AstroPix Data Source

Currently, the only allowed source_type is astropix, which downloads and parses an imagery feed from the AstroPix service.

When using the astropix data source, the toasty-pipeline-config.yaml file should contain a dictionary named astropix as in the example above. This dictionary should contain one key, json_query_url. This key should give the URL of a saved AstroPix search in the JSON output format. When fetching new data, the pipeline will download JSON from this URL and parse it to index the available imagery.

Stage 1: Data Fetching

The first step of the pipeline is to download new imagery for local processing. The command-line invocation is:

toasty pipeline-fetch-inputs {data-args} {work-dir}

where {data-args} should be replaced with the correct data-access arguments and {work-dir} is a path to a local directory that will store pipeline data. The current directory (.) is a fine choice.

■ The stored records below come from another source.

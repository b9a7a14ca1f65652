use serde::Serialize;

#[derive(Debug, PartialEq, Clone, Serialize)]
pub struct Token {
    pub kind: Kind,
    pub value: String,
    /// Exact source spelling, quotes and comment markers included.
    #[serde(skip)]
    pub raw: String,
    pub line: usize,
    pub col: usize,
}

#[derive(Debug, PartialEq, Eq, Clone, Copy, Serialize)]
pub enum Kind {
    Identifier,
    Keyword,
    Operator,      // + - == += ...
    NumericLiteral,
    StringLiteral, // value has the quotes stripped
    Punctuation,   // ( ) { } [ ] : ; , .
    NewLine,

    // Only seen by the lexer, filtered out before parsing
    Whitespace,
    Comment,

    Unknown,
    EndOfInput,
}

pub const KEYWORDS: &[&str] = &[
    "l", "def", "f", "defer", "for", "if", "else", "while", "continue", "return", "break", "do",
    "imp@", "exp@", "from", "false", "true", "class", "const", "debugger", "delete", "extends",
    "finally", "in", "instanceof", "new", "null", "super", "switch", "this", "throw", "try",
    "typeof", "void", "with", "yield",
];

/// Two-character operators, matched before their one-character prefixes.
pub const COMPOUND_OPERATORS: &[&str] = &[
    "++", "--", "==", "!=", "<=", ">=", "&&", "||", "+=", "-=", "*=", "/=", "%=", "<<", ">>",
];

pub const BINARY_OPERATORS: &[&str] = &[
    "+", "-", "*", "/", "%", "==", "!=", "<", ">", "<=", ">=", "&&", "||", "=", "+=", "-=",
    "*=", "/=", "%=",
];

pub fn is_keyword(ident: &str) -> bool {
    KEYWORDS.contains(&ident)
}

pub fn is_binary_operator(op: &str) -> bool {
    BINARY_OPERATORS.contains(&op)
}

impl Token {
    pub fn new(kind: Kind, value: impl Into<String>, raw: impl Into<String>) -> Self {
        Self {
            kind,
            value: value.into(),
            raw: raw.into(),
            line: 0,
            col: 0,
        }
    }

    pub fn end_of_input(line: usize, col: usize) -> Self {
        Self {
            kind: Kind::EndOfInput,
            value: String::new(),
            raw: String::new(),
            line,
            col,
        }
    }

    pub fn is(&self, kind: Kind, value: &str) -> bool {
        self.kind == kind && self.value == value
    }

    pub fn is_punct(&self, value: &str) -> bool {
        self.is(Kind::Punctuation, value)
    }

    pub fn is_operator(&self, value: &str) -> bool {
        self.is(Kind::Operator, value)
    }

    pub fn is_keyword(&self, value: &str) -> bool {
        self.is(Kind::Keyword, value)
    }

    pub fn is_eof(&self) -> bool {
        self.kind == Kind::EndOfInput
    }

    /// NewLine, `;`, `}` or end of input.
    pub fn ends_statement(&self) -> bool {
        matches!(self.kind, Kind::NewLine | Kind::EndOfInput)
            || self.is_punct(";")
            || self.is_punct("}")
    }
}
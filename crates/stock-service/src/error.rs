//! 库存服务错误类型

use order_shared::error::ServiceError;

#[derive(Debug, thiserror::Error)]
pub enum StockError {
    #[error(transparent)]
    Shared(#[from] ServiceError),
}
//! 统一可观测性模块
//!
//! 提供 logging 与 metrics 的统一初始化。
//! 所有服务通过单一入口点配置可观测性，确保一致的日志格式和指标命名。

pub mod metrics;
pub mod tracing;

use ::tracing::info;
use anyhow::Result;

use crate::config::ObservabilityConfig;

/// 可观测性资源守卫
///
/// 持有指标服务器的生命周期，Guard 被 drop 时随之停止。
pub struct ObservabilityGuard {
    _metrics_handle: Option<metrics::MetricsHandle>,
}

impl ObservabilityGuard {
    /// 创建一个空的 Guard（用于测试或禁用可观测性时）
    pub fn empty() -> Self {
        Self {
            _metrics_handle: None,
        }
    }
}

impl Drop for ObservabilityGuard {
    fn drop(&mut self) {
        info!("Shutting down observability...");
    }
}

/// 统一初始化可观测性
///
/// 初始化顺序：
/// 1. Tracing（日志）
/// 2. Metrics（Prometheus 指标，`metrics_enabled` 为 false 时跳过）
///
/// # Example
///
/// ```ignore
/// use order_shared::{config::AppConfig, observability};
///
/// #[tokio::main]
/// async fn main() -> anyhow::Result<()> {
///     let config = AppConfig::load("email-service")?;
///     let _guard = observability::init(&config.service_name, &config.observability).await?;
///     Ok(())
/// }
/// ```
pub async fn init(service_name: &str, config: &ObservabilityConfig) -> Result<ObservabilityGuard> {
    tracing::init(config)?;

    info!(
        service = %service_name,
        log_format = %config.log_format,
        metrics_enabled = config.metrics_enabled,
        metrics_port = config.metrics_port,
        "Observability initialized"
    );

    let metrics_handle = if config.metrics_enabled {
        Some(metrics::init(service_name, config.metrics_port).await?)
    } else {
        None
    };

    Ok(ObservabilityGuard {
        _metrics_handle: metrics_handle,
    })
}
//! 进程关闭信号
//!
//! K8s 通过 SIGTERM 通知 Pod 停止；本地开发通过 Ctrl+C。

use tracing::{error, info};

/// 等待 Ctrl+C 或 SIGTERM，任一到达即返回
///
/// 信号处理器注册失败时只记录错误，对应的分支永不完成，另一个信号仍然有效。
pub async fn shutdown_signal() {
    let ctrl_c = async {
        if let Err(e) = tokio::signal::ctrl_c().await {
            error!(error = %e, "注册 Ctrl+C 处理器失败");
            std::future::pending::<()>().await;
        }
    };

    #[cfg(unix)]
    let terminate = async {
        match tokio::signal::unix::signal(tokio::signal::unix::SignalKind::terminate()) {
            Ok(mut signal) => {
                signal.recv().await;
            }
            Err(e) => {
                error!(error = %e, "注册 SIGTERM 处理器失败");
                std::future::pending::<()>().await;
            }
        }
    };

    #[cfg(not(unix))]
    let terminate = std::future::pending::<()>();

    tokio::select! {
        _ = ctrl_c => info!("Received Ctrl+C, initiating graceful shutdown..."),
        _ = terminate => info!("Received SIGTERM, initiating graceful shutdown..."),
    }
}
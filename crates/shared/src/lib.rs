//! 共享库
//!
//! 订单事件契约，以及各消费服务共用的配置、错误处理、Kafka 消费、订阅注册和可观测性代码。

pub mod config;
pub mod error;
pub mod events;
pub mod kafka;
pub mod observability;
pub mod shutdown;
pub mod subscription;
pub mod test_utils;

The data will be downloaded into a subdirectory cache_todo of the work directory. Within this directory, there will be one subdirectory for each image to process. Images that have already been processed, as determined by checking for an index.wtml in the data repository inside a folder with each image’s unique ID, will be skipped. Images can be forced to be skipped by creating a file named skip.flag in the subfolder where the index.wtml would go.

Stage 2: Data Processing

Once the data have been cached locally, the next step is to convert them into WWT formats. This is done with:

toasty pipeline-process-todos {data-args} {work-dir}

where the braced parameters should be replaced with task-specific values as described above.

This stage will process the images, potentially creating tile pyramids, into a directory out_todo of the work directory. As before there will be one subdirectory inside this directory for each successfully processed image. The image cache directories will be moved from cache_todo to cache_done as they are successfully processed, allowing the pipeline to work its way through the data incrementally if any problems are encountered.

Each “out” subdirectory will contain at least two WTML files, both of which contain a folder with a single item corresponding to the processed image in question. The file index.wtml contains absolute URLs pointing to the eventual destination of the published data, while index_rel.wtml contains relative URLs. These files can be used or modified to verify the success of the processing of each image.

Stage 3: Data Publishing

After all the new images have been successfully processed and verified, the next step is to upload the processed data to the repository. This is done with:

toasty pipeline-publish-todos {data-args} {work-dir}

where the braced parameters should be replaced with task-specific values as described above.

As before, this will run through each image subdirectory in out_todo inside the work directory, and move it to out_done when the image is fully uploaded. Once again this allows incremental operation in the case of any problems.

Stage 4: Reindexing

After all of the new images are uploaded, the collection should be re-indexed. The command interface follows the same pattern as before:

toasty pipeline-reindex {data-args} {work-dir}

where the braced parameters should be replaced with task-specific values as described above.

Unlike the previous stage, this stage doesn’t particularly care about which images may have been processed or cached locally. It scans the data repository and builds a list of all available images, then writes an index.wtml file in the repository root the contains a reverse-chronological list of everything available. The contents of this file are obtained by reading the set of per-image index.wtml files and synthesizing them all.